++++ Material provided ++++
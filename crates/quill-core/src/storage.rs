use crate::error::{QuillError, Result};
use chrono::NaiveDate;
use serde::de::DeserializeOwned;
use serde::Serialize;
use std::fs::{self, File, OpenOptions};
use std::io::{ErrorKind, Write};
use std::path::{Path, PathBuf};
use std::thread;
use std::time::{Duration, SystemTime};
use tempfile::NamedTempFile;

/// How long a writer waits for another process to finish its update
const LOCK_TIMEOUT: Duration = Duration::from_secs(5);
/// Lock files older than this belong to a writer that died mid-update
const STALE_LOCK: Duration = Duration::from_secs(10);
const LOCK_RETRY: Duration = Duration::from_millis(5);

/// Load a JSON document, falling back to `T::default()` when the file is
/// missing or empty.
pub fn load_json_or_default<T>(path: &Path) -> Result<T>
where
    T: DeserializeOwned + Default,
{
    if !path.exists() {
        return Ok(T::default());
    }

    let content = fs::read_to_string(path)?;

    // Handle empty files left behind by an interrupted write
    if content.trim().is_empty() {
        return Ok(T::default());
    }

    serde_json::from_str(&content).map_err(|e| e.into())
}

/// Write a JSON document, creating the parent directory if needed.
///
/// The document is written to a temporary file next to `path` and renamed
/// over it, so readers see either the old or the new content in full.
pub fn save_json<T: Serialize + ?Sized>(path: &Path, value: &T) -> Result<()> {
    let dir = parent_dir(path);
    fs::create_dir_all(dir)?;

    let mut file = NamedTempFile::new_in(dir)?;
    serde_json::to_writer_pretty(&mut file, value)?;
    file.flush()?;
    file.as_file().sync_all()?;
    file.persist(path).map_err(|e| e.error)?;

    Ok(())
}

/// Read, change and rewrite a JSON document while holding its lock file,
/// so concurrent writers in other processes never drop each other's changes.
pub fn update_json<T, R>(path: &Path, change: impl FnOnce(&mut T) -> R) -> Result<R>
where
    T: Serialize + DeserializeOwned + Default,
{
    let _lock = FileLock::acquire(path)?;
    let mut value: T = load_json_or_default(path)?;
    let result = change(&mut value);
    save_json(path, &value)?;
    Ok(result)
}

fn parent_dir(path: &Path) -> &Path {
    match path.parent() {
        Some(parent) if !parent.as_os_str().is_empty() => parent,
        _ => Path::new("."),
    }
}

/// Exclusive `<file>.lock` marker, removed on drop
struct FileLock {
    path: PathBuf,
}

impl FileLock {
    fn acquire(target: &Path) -> Result<Self> {
        let mut name = target.as_os_str().to_owned();
        name.push(".lock");
        let path = PathBuf::from(name);
        fs::create_dir_all(parent_dir(&path))?;

        let started = SystemTime::now();
        loop {
            match OpenOptions::new().write(true).create_new(true).open(&path) {
                Ok(mut file) => {
                    let _ = write!(file, "{}", std::process::id());
                    return Ok(Self { path });
                }
                Err(e) if e.kind() == ErrorKind::AlreadyExists => {
                    if lock_is_stale(&path) {
                        let _ = fs::remove_file(&path);
                        continue;
                    }
                    if started.elapsed().unwrap_or_default() > LOCK_TIMEOUT {
                        return Err(QuillError::Other(format!(
                            "Timed out waiting for {}",
                            path.display()
                        )));
                    }
                    thread::sleep(LOCK_RETRY);
                }
                Err(e) => return Err(e.into()),
            }
        }
    }
}

impl Drop for FileLock {
    fn drop(&mut self) {
        let _ = fs::remove_file(&self.path);
    }
}

fn lock_is_stale(path: &Path) -> bool {
    File::open(path)
        .and_then(|file| file.metadata())
        .and_then(|meta| meta.modified())
        .ok()
        .and_then(|modified| modified.elapsed().ok())
        .map_or(false, |age| age > STALE_LOCK)
}

/// File name used for on-demand exports, e.g. `quill-history-2024-05-01.json`
pub fn export_file_name(kind: &str, date: NaiveDate) -> String {
    format!("quill-{}-{}.json", kind, date.format("%Y-%m-%d"))
}

#[cfg(test)]
mod tests {
    use super::*;
    use std::collections::BTreeMap;

    #[test]
    fn missing_and_empty_files_load_defaults() {
        let dir = tempfile::tempdir().unwrap();
        let path = dir.path().join("nothing.json");
        let loaded: BTreeMap<String, u32> = load_json_or_default(&path).unwrap();
        assert!(loaded.is_empty());

        fs::write(&path, "  \n").unwrap();
        let loaded: BTreeMap<String, u32> = load_json_or_default(&path).unwrap();
        assert!(loaded.is_empty());
    }

    #[test]
    fn save_creates_parent_directories() {
        let dir = tempfile::tempdir().unwrap();
        let path = dir.path().join("nested").join("doc.json");
        let mut doc = BTreeMap::new();
        doc.insert("a".to_string(), 1u32);
        save_json(&path, &doc).unwrap();

        let loaded: BTreeMap<String, u32> = load_json_or_default(&path).unwrap();
        assert_eq!(loaded, doc);
    }

    #[test]
    fn save_replaces_the_whole_document() {
        let dir = tempfile::tempdir().unwrap();
        let path = dir.path().join("doc.json");
        fs::write(&path, "{\"old\": 1, \"padding\": \"xxxxxxxxxxxxxxxxxxxxxxxx\"}").unwrap();

        let mut doc = BTreeMap::new();
        doc.insert("new".to_string(), 2u32);
        save_json(&path, &doc).unwrap();

        let loaded: BTreeMap<String, u32> = load_json_or_default(&path).unwrap();
        assert_eq!(loaded, doc);
        // Only the target is left behind, no temporary files
        assert_eq!(fs::read_dir(dir.path()).unwrap().count(), 1);
    }

    #[test]
    fn concurrent_updates_are_all_kept() {
        let dir = tempfile::tempdir().unwrap();
        let path = dir.path().join("counter.json");

        let workers: Vec<_> = (0..4)
            .map(|_| {
                let path = path.clone();
                thread::spawn(move || {
                    for _ in 0..50 {
                        update_json(&path, |counts: &mut BTreeMap<String, u32>| {
                            *counts.entry("hits".to_string()).or_default() += 1;
                        })
                        .unwrap();
                    }
                })
            })
            .collect();
        for worker in workers {
            worker.join().unwrap();
        }

        let counts: BTreeMap<String, u32> = load_json_or_default(&path).unwrap();
        assert_eq!(counts["hits"], 200);
        assert!(!dir.path().join("counter.json.lock").exists());
    }

    #[test]
    fn stale_lock_is_taken_over() {
        let dir = tempfile::tempdir().unwrap();
        let path = dir.path().join("doc.json");
        let lock = dir.path().join("doc.json.lock");
        fs::write(&lock, "4242").unwrap();
        let old = SystemTime::now() - Duration::from_secs(60);
        File::options()
            .write(true)
            .open(&lock)
            .unwrap()
            .set_modified(old)
            .unwrap();

        let value = update_json(&path, |n: &mut u32| {
            *n += 1;
            *n
        })
        .unwrap();
        assert_eq!(value, 1);
    }

    #[test]
    fn export_names_carry_the_date() {
        let date = NaiveDate::from_ymd_opt(2024, 3, 9).unwrap();
        assert_eq!(export_file_name("stats", date), "quill-stats-2024-03-09.json");
    }
}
++++
| Exercise goal |
Working through the records, find each line containing the word "counter" and copy it.

| Answer below |
        let path = dir.path().join("counter.json");
        assert!(!dir.path().join("counter.json.lock").exists());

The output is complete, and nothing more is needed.